You may download the audio, transcriptions, TextGrids, speaker bios, and other information at DASS portion of the Linguistic Atlas Project website ( lap.uga.edu ).

The corpus can be licensed from the Linguistic Data Consortium, while the Linguistic Atlas Project hosts it via mp3s, speaker biographies, and more.

What does this site do?

Currently, the site has four main pages:

  • Vowel Plot Comparison: On this page, you can subset the DASS data by many demographic attributes and view the corresponding speakers' vowel tokens plotted in F1, F2 space. You can also subset by stress, vowel, word, and following consonant and choose what normalization technique (if any), filtering, and transcription system should be used. The plots are extremely customizable and you can change how the data is displayed. Two graphs are included on this page to—given a large enough screen size—facilitate side-by-side comparison of subgroups. Below each graph are tables that give basic summaries of the speakers and the vowels selected.
  • Point Pattern Analysis: This is an alternative way of viewing the vowel space, pioneered by Kretzschmar. On this page, you can again subset the data the same as on the other two pages and see a scatterplot in F1, F2 space. The underlaid grid indicates how many observations lie in each cell, with the number of rows and columns in the grid controllable by the user. Below the plot is a chart of the distribution of the grids, plotted in decreasing order of density. The resulting chart follows an Asymptotic Curve (or simply, "A-Curve").
  • Speaker Info: The speaker info page allows you to explore the metadata and distribution of speakers in DASS. The map has some flexibility as to how various demographic categories are displayed.

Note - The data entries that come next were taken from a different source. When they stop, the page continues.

//! Uniform response envelope.
//!
//! Every endpoint answers with `{code, message, data, total, timestamp}`.
//! `code` repeats the HTTP status, `data` is `null` on failures, and
//! `total` is only set by list endpoints and bulk deletes.

use chrono::{DateTime, Utc};
use serde::{Deserialize, Serialize};

pub const SUCCESS_MESSAGE: &str = "success";
pub const CREATED_MESSAGE: &str = "Created successfully";

#[derive(Debug, Clone, Serialize, Deserialize)]
pub struct Envelope<T> {
    pub code: u16,
    pub message: String,
    pub data: Option<T>,
    pub total: Option<u64>,
    pub timestamp: DateTime<Utc>,
}

impl<T> Envelope<T> {
    pub fn new(code: u16, message: impl Into<String>, data: Option<T>, total: Option<u64>) -> Self {
        Self {
            code,
            message: message.into(),
            data,
            total,
            timestamp: Utc::now(),
        }
    }

    pub fn success(data: T) -> Self {
        Self::new(200, SUCCESS_MESSAGE, Some(data), None)
    }

    pub fn with_message(message: impl Into<String>, data: T) -> Self {
        Self::new(200, message, Some(data), None)
    }

    pub fn created(data: T) -> Self {
        Self::new(201, CREATED_MESSAGE, Some(data), None)
    }

    /// A failure envelope: `data` and `total` are always `null`.
    pub fn error(code: u16, message: impl Into<String>) -> Self {
        Self::new(code, message, None, None)
    }
}

impl<T> Envelope<Vec<T>> {
    /// A list payload whose `total` is its length.
    pub fn list(items: Vec<T>) -> Self {
        let total = items.len() as u64;
        Self::new(200, SUCCESS_MESSAGE, Some(items), Some(total))
    }
}

impl Envelope<()> {
    /// Result of a bulk delete: no payload, `total` carries the affected rows.
    pub fn affected(message: impl Into<String>, count: u64) -> Self {
        Self::new(200, message, None, Some(count))
    }
}
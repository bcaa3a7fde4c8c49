//! REST service for todo items.
//!
//! # Overview
//! Requests flow `api` → `service` → `store`. The API layer validates input
//! and wraps every result in `todo_core::Envelope`; the service applies the
//! update and toggle rules; the store persists records in SQLite or memory.
//!
//! # Design
//! - No global state: the store is opened once, wrapped in `TodoService`,
//!   and cloned into every handler through `AppState`.
//! - "Not found" is an ordinary `None` from the service. Only storage
//!   failures are errors, and they surface as a generic 500.

use std::future::Future;
use std::sync::Arc;

use axum::Router;
use tokio::net::TcpListener;

pub mod api;
pub mod config;
pub mod error;
pub mod extract;
pub mod service;
pub mod store;

pub use crate::config::AppConfig;
pub use crate::error::AppError;
pub use crate::service::TodoService;

/// Shared per-request state.
#[derive(Clone)]
pub struct AppState {
    pub service: TodoService,
    pub environment: Arc<str>,
}

impl AppState {
    pub fn new(service: TodoService, environment: &str) -> Self {
        Self {
            service,
            environment: Arc::from(environment),
        }
    }
}

/// Router over a fresh in-memory store.
pub fn app() -> Router {
    let service = TodoService::new(Arc::new(store::MemoryStore::new()));
    api::router(AppState::new(service, "development"))
}

/// Serve `state` on `listener` until `shutdown` resolves.
pub async fn serve(
    listener: TcpListener,
    state: AppState,
    shutdown: impl Future<Output = ()> + Send + 'static,
) -> Result<(), std::io::Error> {
    axum::serve(listener, api::router(state))
        .with_graceful_shutdown(shutdown)
        .await
}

New content is being added regularly, so check back for additional features. See the bottom of this page for updates on recent changes.

How is this site powered?

This site is built in Shiny, a web application framework for R. With Shiny, users can utilize the computational power of the R programming language without having to learn R or install it to their computers. This is all bundled up and put on the web to allow for the interactive capabilities of web browsers. See the bottom of this page for a list of specific packages that are used to process this data and create this site.

How is this project funded?

This research is supported by: NSF BCS #1625680 to co-PIs Kretzschmar and Renwick, the University of Georgia Graduate School, and the American Dialect Society.

Who is involved?

The PIs for this project are Bill Kretzschmar, and Margaret E. L. Renwick, of the University of Georgia. Our team has several graduate student researchers including Mike Olsen, Rachel Olsen, Katie Kuiper, Lisa Lipani, Yuanming (Jeremy) Shi, and Joey Stanley with assistance from Josh McNeill and Keiko Bridwell. We also had several dozen undergraduate student workers, funded by ADS or NSF, who did most of the transcribing work.

Contact information

For more information, please contact Joey Stanley at joeystan@uga.edu.

How can I cite this resource?

If you use or refer to this website, you must cite the Gazetteer of Southern Vowels as follows:

  • Stanley, Joseph A., Margaret E. L. Renwick, William A. Kretzschmar Jr., Rachel M. Olsen, & Michael Olsen. (2018). “The Gazetteer of Southern Vowels.” The American Dialect Society Annual Meeting. Salt Lake City, UT.

If you use or refer to the DASS transcriptions themselves (not a part of this website), you must cite them as follows:

  • William A. Kretzschmar Jr., Margaret E. L. Renwick, Lisa M. Lipani, Michael L. Olsen, Rachel M. Olsen, Yuanming Shi, and Joseph A. Stanley. (2019). “Transcriptions of the Digital Archive of Southern Speech.” Linguistic Atlas Project, University of Georgia. http://www.lap.uga.edu/Projects/DASS2019/

Bibliography

The following is an ongoing list of research that is directly related to DASS or utilizes its data.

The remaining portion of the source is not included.